_What to work on_
Please return the lines of the data that contain "crate".

Stored data
use std::fmt::Write as _;
use std::path::{Path, PathBuf};

use super::{write_file, ExportError};
use crate::book::BookState;
use crate::config::Settings;
use crate::logging::{LogLevel, LogRecord, LogSink};

/// The book as one Markdown document: the title as H1, then every chapter.
pub fn render_book_markdown(state: &BookState) -> String {
    let body = state
        .book
        .iter()
        .map(|chapter| chapter.content.as_str())
        .collect::<Vec<_>>()
        .join("\n\n");
    format!("# {}\n\n{}\n", state.title, body)
}

/// Writes the final Markdown book and its per-chapter backup.
pub struct BookSaver<'a> {
    output_dir: PathBuf,
    backup_dir: PathBuf,
    sink: &'a dyn LogSink,
}

impl<'a> BookSaver<'a> {
    pub fn new(
        output_dir: impl Into<PathBuf>,
        backup_dir: impl Into<PathBuf>,
        sink: &'a dyn LogSink,
    ) -> Self {
        Self {
            output_dir: output_dir.into(),
            backup_dir: backup_dir.into(),
            sink,
        }
    }

    pub fn from_settings(settings: &Settings, sink: &'a dyn LogSink) -> Self {
        Self::new(settings.output_dir.clone(), settings.backup_dir(), sink)
    }

    pub fn output_dir(&self) -> &Path {
        &self.output_dir
    }

    pub fn backup_dir(&self) -> &Path {
        &self.backup_dir
    }

    pub fn save_markdown(&self, state: &mut BookState, name: &str) -> Result<PathBuf, ExportError> {
        let path = self.output_dir.join(format!("{name}.md"));
        write_file(&path, render_book_markdown(state))?;
        self.log(LogLevel::Info, format!("Book saved to {}", path.display()));
        state.output_path = Some(path.clone());
        Ok(path)
    }

    /// One file per chapter plus a small metadata summary.
    pub fn save_backup(&self, state: &BookState, name: &str) -> Result<Vec<PathBuf>, ExportError> {
        let mut written = Vec::with_capacity(state.book.len() + 1);
        for (index, chapter) in state.book.iter().enumerate() {
            let path = self
                .backup_dir
                .join(format!("{name}_chapter_{}.md", index + 1));
            write_file(&path, &chapter.content)?;
            written.push(path);
        }

        let mut metadata = String::new();
        let _ = writeln!(metadata, "Title: {}", state.title);
        let _ = writeln!(metadata, "Language: {}", state.language.code());
        let _ = writeln!(metadata, "Topic: {}", state.topic);
        let _ = writeln!(metadata, "Chapters: {}", state.book.len());
        let path = self.backup_dir.join(format!("{name}_metadata.txt"));
        write_file(&path, metadata)?;
        written.push(path);

        self.log(
            LogLevel::Debug,
            format!(
                "Backup of {} chapters written to {}",
                state.book.len(),
                self.backup_dir.display()
            ),
        );
        Ok(written)
    }

    fn log(&self, level: LogLevel, message: impl Into<String>) {
        self.sink.log(LogRecord::new(level, message));
    }
}
use once_cell::sync::Lazy;
use regex::Regex;

static VERSION_SUFFIX_RE: Lazy<Regex> = Lazy::new(|| Regex::new(r"/v\d+$").unwrap());

/// Default endpoint for each supported `LLM_INTERFACE`.
pub fn default_base_url(interface: &str) -> Option<&'static str> {
    match interface.trim().to_lowercase().as_str() {
        "openai" => Some("https://api.openai.com/v1"),
        "deepseek" => Some("https://api.deepseek.com/v1"),
        "ollama" => Some("http://localhost:11434/v1"),
        "grok" => Some("https://api.x.ai/v1"),
        _ => None,
    }
}

/// Normalises a base URL so it ends in a `/vN` segment. A trailing `#` opts
/// out: the URL is used as given, minus the marker.
pub fn check_base_url(input: &str) -> String {
    let trimmed = input.trim();
    if trimmed.is_empty() {
        return String::new();
    }

    if trimmed.ends_with('#') {
        return trimmed.trim_end_matches('#').to_string();
    }

    let without_slash = trimmed.trim_end_matches('/');
    if VERSION_SUFFIX_RE.is_match(without_slash) || without_slash.contains("/v1/") {
        without_slash.to_string()
    } else {
        format!("{}/v1", without_slash)
    }
}

/// The configured URL when set, otherwise the interface's default.
pub fn resolve_base_url(configured: &str, interface: &str) -> Option<String> {
    if configured.trim().is_empty() {
        default_base_url(interface).map(check_base_url)
    } else {
        Some(check_base_url(configured))
    }
}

_Response_
use crate::book::BookState;
use crate::config::Settings;
use crate::logging::{LogLevel, LogRecord, LogSink};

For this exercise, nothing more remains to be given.